Asynchronicity in D
Sean Kelly
sean at invisibleduck.org
Fri Apr 1 08:27:39 PDT 2011
On Mar 31, 2011, at 4:03 PM, dsimcha wrote:
> == Quote from Sean Kelly (sean at invisibleduck.org)'s article
>> On Mar 31, 2011, at 11:48 AM, dsimcha wrote:
>>> == Quote from Andrej Mitrovic (andrej.mitrovich at gmail.com)'s
>> article
>>>> Are fibers really better/faster than threads? I've heard rumors that
>>>> they perform exactly the same, and that there's no benefit of using
>>>> fibers over threads. Is that true?
>>>
>>> Here are some key differences between fibers (as currently implemented
>> in
>>> core.thread; I have no idea how this applies to the general case in
>> other
>>> languages) and threads:
>>>
>>> 1. Fibers can't be used to implement parallelism. If you have N > 1
>> fibers
>>> running on one hardware thread, your code will only use a single core.

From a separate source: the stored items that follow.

//! Query coverage chart rendered to SVG

use crate::export::write_atomic;
use crate::hit::HitRecord;
use crate::result_set::ResultSet;
use blastui_core::{BlastUiError, BlastUiResult, ExportError};
use plotters::prelude::*;
use std::io::Write;
use std::path::Path;

#[derive(Debug, Clone)]
pub struct ChartOptions {
    pub width: u32,
    /// Height of each query's panel
    pub panel_height: u32,
    /// Hits drawn per query; the rest are counted in the caption
    pub max_hits_per_query: usize,
}

impl Default for ChartOptions {
    fn default() -> Self {
        Self {
            width: 1000,
            panel_height: 260,
            max_hits_per_query: 40,
        }
    }
}

fn chart_error(err: impl std::fmt::Display) -> BlastUiError {
    ExportError::Encode {
        format: "svg".to_string(),
        message: err.to_string(),
    }
    .into()
}

/// Bar colour from red (low identity) to blue (identical)
fn identity_color(identity: f64) -> RGBColor {
    let t = (identity / 100.0).clamp(0.0, 1.0);
    RGBColor(
        (30.0 + 190.0 * (1.0 - t)) as u8,
        70,
        (30.0 + 190.0 * t) as u8,
    )
}

fn query_length(hits: &[&HitRecord]) -> u32 {
    hits.iter()
        .filter_map(|h| h.query_length)
        .max()
        .or_else(|| hits.iter().map(|h| h.query_span().1).max())
        .unwrap_or(1)
        .max(1)
}

/// One panel per query that has hits; each hit is a bar over the query
/// span it covers.
pub fn render_coverage_svg(results: &ResultSet, options: &ChartOptions) -> BlastUiResult<String> {
    let groups: Vec<(&str, Vec<&HitRecord>)> = results
        .by_query()
        .into_iter()
        .filter(|(_, hits)| !hits.is_empty())
        .collect();
    if groups.is_empty() {
        return Err(ExportError::Empty.into());
    }

    let height = options.panel_height * groups.len() as u32;
    let mut svg = String::new();
    {
        let root = SVGBackend::with_string(&mut svg, (options.width, height)).into_drawing_area();
        root.fill(&WHITE).map_err(chart_error)?;
        let panels = root.split_evenly((groups.len(), 1));

        for (panel, (query, hits)) in panels.iter().zip(&groups) {
            let shown = &hits[..hits.len().min(options.max_hits_per_query)];
            let qlen = f64::from(query_length(hits));
            let caption = if shown.len() < hits.len() {
                format!("{} ({} of {} hits)", query, shown.len(), hits.len())
            } else {
                format!("{} ({} hits)", query, hits.len())
            };

            let mut chart = ChartBuilder::on(panel)
                .caption(caption, ("sans-serif", 18))
                .margin(10)
                .x_label_area_size(35)
                .y_label_area_size(45)
                .build_cartesian_2d(0f64..qlen, 0f64..shown.len() as f64)
                .map_err(chart_error)?;

            chart
                .configure_mesh()
                .disable_y_mesh()
                .x_desc("Query position")
                .y_desc("Hit")
                .draw()
                .map_err(chart_error)?;

            chart
                .draw_series(shown.iter().enumerate().map(|(i, hit)| {
                    let (lo, hi) = hit.query_span();
                    let y = i as f64;
                    Rectangle::new(
                        [(f64::from(lo) - 1.0, y + 0.15), (f64::from(hi), y + 0.85)],
                        identity_color(hit.percent_identity).filled(),
                    )
                }))
                .map_err(chart_error)?;
        }

        root.present().map_err(chart_error)?;
    }
    Ok(svg)
}

pub fn write_coverage_chart(
    results: &ResultSet,
    path: &Path,
    options: &ChartOptions,
) -> BlastUiResult<()> {
    let svg = render_coverage_svg(results, options)?;
    write_atomic(path, |w| w.write_all(svg.as_bytes()))?;
    tracing::info!("Wrote coverage chart to {}", path.display());
    Ok(())
}

#[cfg(test)]
mod tests {
    use super::*;
    use crate::columns::OutputColumns;
    use crate::filter::{Filter, FilterSet};
    use crate::parser::parse_result_set;
    use blastui_test::fixtures;

    fn results() -> ResultSet {
        parse_result_set(
            fixtures::extended_payload().as_bytes(),
            &OutputColumns::default(),
            vec!["query_1".into(), "query_2".into(), "query_3".into()],
        )
        .unwrap()
    }

    #[test]
    fn test_svg_has_panel_per_query_with_hits() {
        let svg = render_coverage_svg(&results(), &ChartOptions::default()).unwrap();
        assert!(svg.contains("<svg"));
        assert!(svg.contains("query_1 (3 hits)"));
        assert!(svg.contains("query_2 (1 hits)"));
        assert!(!svg.contains("query_3"));
    }

    #[test]
    fn test_chart_reflects_filtered_set() {
        let filtered = results().filtered(&FilterSet::new().with(Filter::global("genomeC")));
        let svg = render_coverage_svg(&filtered, &ChartOptions::default()).unwrap();
        assert!(!svg.contains("query_1"));
        assert!(svg.contains("query_2 (1 hits)"));
    }

    #[test]
    fn test_caption_counts_truncated_hits() {
        let options = ChartOptions {
            max_hits_per_query: 2,
            ..Default::default()
        };
        let svg = render_coverage_svg(&results(), &options).unwrap();
        assert!(svg.contains("query_1 (2 of 3 hits)"));
    }

    #[test]
    fn test_empty_results_rejected() {
        let empty = ResultSet::with_queries(vec!["q".into()], vec![]);
        let err = render_coverage_svg(&empty, &ChartOptions::default()).unwrap_err();
        assert!(matches!(err, BlastUiError::Export(ExportError::Empty)));
    }

    #[test]
    fn test_write_chart_file() {
        let dir = tempfile::TempDir::new().unwrap();
        let path = dir.path().join("coverage.svg");
        write_coverage_chart(&results(), &path, &ChartOptions::default()).unwrap();
        assert!(std::fs::read_to_string(&path).unwrap().contains("</svg>"));
    }

    #[test]
    fn test_identity_color_range() {
        let high = identity_color(100.0);
        assert_eq!((high.0, high.1, high.2), (30, 70, 220));
        let low = identity_color(0.0);
        assert_eq!((low.0, low.1, low.2), (220, 70, 30));
    }
}
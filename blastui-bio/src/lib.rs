//! Bioinformatics utilities for BlastUI

pub mod alphabet;
pub mod formats;
pub mod genome;
pub mod query;
pub mod sequence;

// Re-export commonly used types
pub use alphabet::{check_residues, ResidueReport};
pub use formats::fasta::{parse_fasta, parse_fasta_from_bytes, write_fasta, write_fasta_to_writer};
pub use genome::{
    genome_name_from_path, prepare_contigs, split_genome_node, ContigPreparation, PreparedGenome,
    NODE_SEPARATOR,
};
pub use query::{QueryBatch, SubQuery};
pub use sequence::Sequence;
//! Pairwise alignment text, laid out the way BLAST's own report does

use crate::hit::{HitRecord, Strand};
use crate::result_set::ResultSet;
use blastui_core::{BlastProgram, ExportError};
use std::fmt::Write;

pub const DEFAULT_ALIGNMENT_WIDTH: usize = 60;

/// Walks one side of the alignment, handing out coordinates per block
struct Cursor {
    pos: i64,
    step: i64,
    dir: i64,
    last: i64,
}

impl Cursor {
    fn new(start: u32, end: u32, step: i64) -> Self {
        let dir = if end < start { -1 } else { 1 };
        Self {
            pos: i64::from(start),
            step,
            dir,
            last: i64::from(start),
        }
    }

    /// Coordinates of the first and last residue of a block with `residues`
    /// non-gap characters
    fn advance(&mut self, residues: usize) -> (i64, i64) {
        if residues == 0 {
            return (self.last, self.last);
        }
        let first = self.pos;
        let last = first + self.dir * (residues as i64 * self.step - 1);
        self.pos = last + self.dir;
        self.last = last;
        (first, last)
    }
}

fn residues(segment: &[u8]) -> usize {
    segment.iter().filter(|&&b| b != b'-').count()
}

fn midline(query: &[u8], subject: &[u8]) -> String {
    query
        .iter()
        .zip(subject)
        .map(|(q, s)| {
            if *q != b'-' && q.eq_ignore_ascii_case(s) {
                '|'
            } else {
                ' '
            }
        })
        .collect()
}

fn percent(part: usize, whole: usize) -> usize {
    if whole == 0 {
        0
    } else {
        ((part as f64 * 100.0) / whole as f64).round() as usize
    }
}

/// Render one hit as a header block followed by `Query`/midline/`Sbjct`
/// blocks of `width` columns.
///
/// Hits without aligned sequences cannot be drawn.
pub fn format_alignment(
    hit: &HitRecord,
    program: Option<BlastProgram>,
    width: usize,
) -> Result<String, ExportError> {
    let (Some(qseq), Some(sseq)) = (hit.query_seq.as_deref(), hit.subject_seq.as_deref()) else {
        return Err(ExportError::MissingSequence {
            query: hit.query_id.clone(),
            subject: hit.subject_id.clone(),
        });
    };
    let width = width.max(1);
    let (q, s) = (qseq.as_bytes(), sseq.as_bytes());
    let columns = q.len().min(s.len());
    let mid = midline(&q[..columns], &s[..columns]);

    let identical = hit
        .identical
        .map(|n| n as usize)
        .unwrap_or_else(|| mid.bytes().filter(|&b| b == b'|').count());
    let gaps = hit.gaps.map(|n| n as usize).unwrap_or_else(|| {
        q.iter().filter(|&&b| b == b'-').count() + s.iter().filter(|&&b| b == b'-').count()
    });
    let length = (hit.alignment_length as usize).max(columns);

    let mut out = String::new();
    let _ = writeln!(out, ">{}", hit.subject_id);
    let _ = writeln!(out, "Query= {}", hit.query_id);
    let _ = writeln!(
        out,
        " Score = {} bits, Expect = {}",
        hit.bit_score,
        crate::columns::format_float(hit.evalue)
    );
    let _ = writeln!(
        out,
        " Identities = {}/{} ({}%), Gaps = {}/{} ({}%)",
        identical,
        length,
        percent(identical, length),
        gaps,
        length,
        percent(gaps, length)
    );
    if matches!(program, None | Some(BlastProgram::Blastn)) {
        let strand = match hit.strand() {
            Strand::Plus => "Plus",
            Strand::Minus => "Minus",
        };
        let _ = writeln!(out, " Strand = Plus/{}", strand);
    }
    out.push('\n');

    let query_step = match program {
        Some(BlastProgram::Blastx) | Some(BlastProgram::Tblastx) => 3,
        _ => 1,
    };
    let subject_step = match program {
        Some(BlastProgram::Tblastn) | Some(BlastProgram::Tblastx) => 3,
        _ => 1,
    };
    let mut qcur = Cursor::new(hit.query_start, hit.query_end, query_step);
    let mut scur = Cursor::new(hit.subject_start, hit.subject_end, subject_step);
    let pad = [hit.query_start, hit.query_end, hit.subject_start, hit.subject_end]
        .iter()
        .map(|n| n.to_string().len())
        .max()
        .unwrap_or(1);

    for start in (0..columns).step_by(width) {
        let end = (start + width).min(columns);
        let (qseg, sseg) = (&q[start..end], &s[start..end]);
        let (q1, q2) = qcur.advance(residues(qseg));
        let (s1, s2) = scur.advance(residues(sseg));

        let _ = writeln!(
            out,
            "Query  {:<pad$}  {}  {}",
            q1,
            String::from_utf8_lossy(qseg),
            q2,
            pad = pad
        );
        let _ = writeln!(out, "       {:pad$}  {}", "", &mid[start..end], pad = pad);
        let _ = writeln!(
            out,
            "Sbjct  {:<pad$}  {}  {}",
            s1,
            String::from_utf8_lossy(sseg),
            s2,
            pad = pad
        );
        out.push('\n');
    }

    Ok(out)
}

/// Every alignment of the set, separated by blank lines
pub fn format_alignments(results: &ResultSet, width: usize) -> Result<String, ExportError> {
    let blocks = results
        .iter()
        .map(|hit| format_alignment(hit, results.program, width))
        .collect::<Result<Vec<_>, _>>()?;
    Ok(blocks.join("\n"))
}

#[cfg(test)]
mod tests {
    use super::*;
    use crate::columns::OutputColumns;
    use crate::parser::parse_result_set;
    use blastui_test::fixtures;
    use pretty_assertions::assert_eq;

    fn hits() -> Vec<HitRecord> {
        parse_result_set(
            fixtures::extended_payload().as_bytes(),
            &OutputColumns::default(),
            vec![],
        )
        .unwrap()
        .hits
    }

    #[test]
    fn test_gapped_alignment_block() {
        let text = format_alignment(&hits()[2], Some(BlastProgram::Blastn), 60).unwrap();
        let expected = "\
>genomeA_NODE_7
Query= query_1
 Score = 16.5 bits, Expect = 0.12
 Identities = 10/12 (83%), Gaps = 1/12 (8%)
 Strand = Plus/Plus

Query  1   ATGCG-ACGTTA  11
           ||||| || |||
Sbjct  40  ATGCGTACCTTA  51

";
        assert_eq!(text, expected);
    }

    #[test]
    fn test_minus_strand_coordinates_descend() {
        let text = format_alignment(&hits()[1], None, 60).unwrap();
        assert!(text.contains(" Strand = Plus/Minus"));
        assert!(text.contains("Sbjct  212  ATGCGAACGTTA  201"));
    }

    #[test]
    fn test_blocks_wrap_at_width() {
        let text = format_alignment(&hits()[3], Some(BlastProgram::Blastn), 8).unwrap();
        let query_lines: Vec<&str> = text.lines().filter(|l| l.starts_with("Query ")).collect();
        assert_eq!(
            query_lines,
            vec![
                "Query  3   GGCATTAC  10",
                "Query  11  GATCGATC  18",
                "Query  19  GGAT  22",
            ]
        );
    }

    #[test]
    fn test_protein_programs_omit_strand() {
        let text = format_alignment(&hits()[0], Some(BlastProgram::Blastp), 60).unwrap();
        assert!(!text.contains("Strand"));
    }

    #[test]
    fn test_missing_sequences() {
        let mut hit = hits()[0].clone();
        hit.subject_seq = None;
        let err = format_alignment(&hit, None, 60).unwrap_err();
        assert!(matches!(err, ExportError::MissingSequence { .. }));
    }

    #[test]
    fn test_alignments_joined_by_blank_line() {
        let results = ResultSet::new(hits());
        let text = format_alignments(&results, 60).unwrap();
        assert_eq!(text.matches(">genome").count(), 4);
        assert!(text.contains("\n\n\n>genomeB_NODE_3"));
    }
}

>> It bears mentioning that this has interesting implications for the
>> default thread-local storage of statics. All fibers running on a thread
>> will currently share the thread's static data. This could be worked
>> around by doing TLS manually at the fiber level, but it's a non-trivial
>> change.
>
> Let's assume for the sake of argument that we are otherwise ready to make said
> change. What would the performance implications of this be for programs using TLS
> heavily but not using fibers? My gut feeling is that, if this has considerable
> performance implications for non-fiber-using programs, it should be left alone
> long-term, or fiber-local storage should be added as a separate entity.
It's more an issue of creating an understandable programming model. If someone is using statics, the result should be the same regardless of whether the code gets a dedicated thread or is multiplexed with other code on one thread. ie. fibers are ideally an implementation detail.